There’s a monthly group held fairly locally for women survivors of trauma. I’ve not been to anything like it before. There’s a few reasons I tend to distance myself from ‘those women.’ Most notably is that I feel my experiences aren’t ‘bad enough’ and that I’m not worthy of anyone’s time. I have therapy because my family depend on my sound mind and it complements my psychiatrist. Also I find it impossible to cry for myself. But let me hear someone else’s stories and I could cry like a baby. Hardly ideal for a group setting.
When I did my stint in the Priory in the UK, there were groups to participate in, ‘gently expected to attend’ should I say. Managing anxiety, managing stress, some new age ones involving writing about trees or something and the old favourite mindfulness. Everyone else, unless they were still in the throws of plotting escape/suicide/sneaking in drugs/alcohol gleefully seemed to skip along. Wide eyed in the hope of inspiration. I was more like Oscar from Sesame Street. I learnt I wasn’t a group person.
When i trained to work with Women’s Refuge before my first breakdown, I’d be exposed to some shocking stories in training. And I’d cry. On the job I didn’t cry obviously – that would make me pretty crap. But I’d lie awake in tears and ask after people all the time as they got lost in the system. Worrying that I’d never quite done enough.
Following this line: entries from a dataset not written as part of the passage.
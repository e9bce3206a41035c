//! Trade persistence on Postgres: list by user, upsert, delete.

use async_trait::async_trait;
use chrono::NaiveDate;
use sqlx::{FromRow, PgPool};

use super::gateway::{StoreError, TradeGateway, new_trade_id};
use crate::types::trade::Trade;

const TRADE_COLUMNS: &str = "id, user_id, date, symbol, action, quantity, price, type, option_type, \
     strategy, notes, exit_date, exit_price, profit, profit_percentage";

#[derive(Debug, FromRow)]
pub(crate) struct TradeRow {
    id: String,
    user_id: Option<String>,
    date: Option<NaiveDate>,
    symbol: Option<String>,
    action: Option<String>,
    quantity: i32,
    price: f64,
    #[sqlx(rename = "type")]
    trade_type: Option<String>,
    option_type: Option<String>,
    strategy: Option<String>,
    notes: Option<String>,
    exit_date: Option<NaiveDate>,
    exit_price: Option<f64>,
    profit: Option<f64>,
    profit_percentage: Option<f64>,
}

impl From<TradeRow> for Trade {
    fn from(row: TradeRow) -> Self {
        Trade {
            id: Some(row.id),
            user_id: row.user_id,
            date: row.date,
            symbol: row.symbol,
            action: row.action,
            quantity: row.quantity,
            price: row.price,
            trade_type: row.trade_type,
            option_type: row.option_type,
            strategy: row.strategy,
            notes: row.notes,
            exit_date: row.exit_date,
            exit_price: row.exit_price,
            profit: row.profit,
            profit_percentage: row.profit_percentage,
        }
    }
}

/// Gateway backed by the `trades` table.
#[derive(Clone)]
pub struct PgTradeGateway {
    pool: PgPool,
}

impl PgTradeGateway {
    pub fn new(pool: PgPool) -> Self {
        Self { pool }
    }
}

#[async_trait]
impl TradeGateway for PgTradeGateway {
    async fn find_by_user_id(&self, user_id: &str) -> Result<Vec<Trade>, StoreError> {
        let rows = sqlx::query_as::<_, TradeRow>(&format!(
            "SELECT {TRADE_COLUMNS} FROM trades WHERE user_id = $1"
        ))
        .bind(user_id)
        .fetch_all(&self.pool)
        .await?;
        Ok(rows.into_iter().map(Trade::from).collect())
    }

    async fn save(&self, trade: Trade) -> Result<Trade, StoreError> {
        let id = trade.id.unwrap_or_else(new_trade_id);
        let row = sqlx::query_as::<_, TradeRow>(&format!(
            "INSERT INTO trades ({TRADE_COLUMNS}) \
             VALUES ($1, $2, $3, $4, $5, $6, $7, $8, $9, $10, $11, $12, $13, $14, $15) \
             ON CONFLICT (id) DO UPDATE SET \
                user_id = EXCLUDED.user_id, date = EXCLUDED.date, symbol = EXCLUDED.symbol, \
                action = EXCLUDED.action, quantity = EXCLUDED.quantity, price = EXCLUDED.price, \
                type = EXCLUDED.type, option_type = EXCLUDED.option_type, \
                strategy = EXCLUDED.strategy, notes = EXCLUDED.notes, \
                exit_date = EXCLUDED.exit_date, exit_price = EXCLUDED.exit_price, \
                profit = EXCLUDED.profit, profit_percentage = EXCLUDED.profit_percentage \
             RETURNING {TRADE_COLUMNS}"
        ))
        .bind(id)
        .bind(trade.user_id)
        .bind(trade.date)
        .bind(trade.symbol)
        .bind(trade.action)
        .bind(trade.quantity)
        .bind(trade.price)
        .bind(trade.trade_type)
        .bind(trade.option_type)
        .bind(trade.strategy)
        .bind(trade.notes)
        .bind(trade.exit_date)
        .bind(trade.exit_price)
        .bind(trade.profit)
        .bind(trade.profit_percentage)
        .fetch_one(&self.pool)
        .await?;
        Ok(row.into())
    }

    async fn delete_by_id(&self, id: &str) -> Result<(), StoreError> {
        sqlx::query("DELETE FROM trades WHERE id = $1")
            .bind(id)
            .execute(&self.pool)
            .await?;
        Ok(())
    }
}
//! Problem instances and their text format.
//!
//! An instance file holds the container capacity on the first line, the
//! number of items on the second, and one item weight per line after that.
//! Blank lines are ignored.
//!
//! ```text
//! 10
//! 4
//! 6
//! 4
//! 7
//! 3
//! ```

use crate::packing::Weight;
use anyhow::{bail, ensure, Context, Result};
use std::fs;
use std::path::Path;
use std::str::FromStr;

/// A validated bin-packing instance.
#[derive(Debug, Clone, PartialEq, Eq)]
#[cfg_attr(feature = "serde", derive(serde::Serialize, serde::Deserialize))]
pub struct Instance {
    capacity: Weight,
    weights: Vec<Weight>,
}

impl Instance {
    /// Creates an instance, rejecting negative weights.
    ///
    /// Also rejects instances whose container sums or paddings could leave
    /// the range of [`Weight`]: every packing of `n` items uses at most
    /// `max(n, 1)` containers, so `max(n, 1) * |capacity| + total` must fit.
    pub fn new(capacity: Weight, weights: Vec<Weight>) -> Result<Self> {
        if let Some((i, w)) = weights.iter().enumerate().find(|(_, &w)| w < 0) {
            bail!("item {i} has negative weight {w}");
        }
        let total = weights
            .iter()
            .try_fold(0 as Weight, |acc, &w| acc.checked_add(w))
            .context("total weight overflows")?;
        Weight::try_from(weights.len().max(1))
            .ok()
            .and_then(|n| n.checked_mul(capacity.checked_abs()?))
            .and_then(|span| span.checked_add(total))
            .with_context(|| {
                format!("capacity {capacity} is too large for {} items", weights.len())
            })?;
        Ok(Self { capacity, weights })
    }

    /// Parses the text format described in the module docs.
    pub fn parse(text: &str) -> Result<Self> {
        let mut lines = text
            .lines()
            .enumerate()
            .map(|(i, line)| (i + 1, line.trim()))
            .filter(|(_, line)| !line.is_empty());

        let (line_no, line) = lines.next().context("missing capacity line")?;
        let capacity: Weight = line
            .parse()
            .with_context(|| format!("line {line_no}: invalid capacity {line:?}"))?;

        let (line_no, line) = lines.next().context("missing item count line")?;
        let count: usize = line
            .parse()
            .with_context(|| format!("line {line_no}: invalid item count {line:?}"))?;

        let weights = lines
            .map(|(line_no, line)| {
                line.parse::<Weight>()
                    .with_context(|| format!("line {line_no}: invalid weight {line:?}"))
            })
            .collect::<Result<Vec<_>>>()?;

        ensure!(
            weights.len() == count,
            "item count is {count} but {} weights were given",
            weights.len()
        );

        Self::new(capacity, weights)
    }

    /// Reads and parses an instance file.
    pub fn from_path(path: &Path) -> Result<Self> {
        let text = fs::read_to_string(path)
            .with_context(|| format!("could not read instance file {}", path.display()))?;
        Self::parse(&text).with_context(|| format!("could not parse {}", path.display()))
    }

    pub fn capacity(&self) -> Weight {
        self.capacity
    }

    pub fn weights(&self) -> &[Weight] {
        &self.weights
    }

    pub fn len(&self) -> usize {
        self.weights.len()
    }

    pub fn is_empty(&self) -> bool {
        self.weights.is_empty()
    }

    pub fn total_weight(&self) -> Weight {
        self.weights.iter().sum()
    }

    /// Containers needed if items could be split: `ceil(total / capacity)`.
    ///
    /// `None` when the capacity is not positive.
    pub fn lower_bound(&self) -> Option<usize> {
        if self.capacity <= 0 {
            return None;
        }
        let total = self.total_weight() as u64;
        Some(total.div_ceil(self.capacity as u64) as usize)
    }
}

impl FromStr for Instance {
    type Err = anyhow::Error;

    fn from_str(s: &str) -> Result<Self> {
        Self::parse(s)
    }
}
With my personal experiences I’m lonely. I go to a nice website and I read things and think wow! I could have written that! I read blogs on here and think the same. It’s all I have. I guess it’s all most of us have.
So I thought id try this group.
My fears are, that no one turns up. That’s is excruciatingly awkward. That everyone is emotional. That it scares me.
But most of all, that I’m forced to realise, I belong.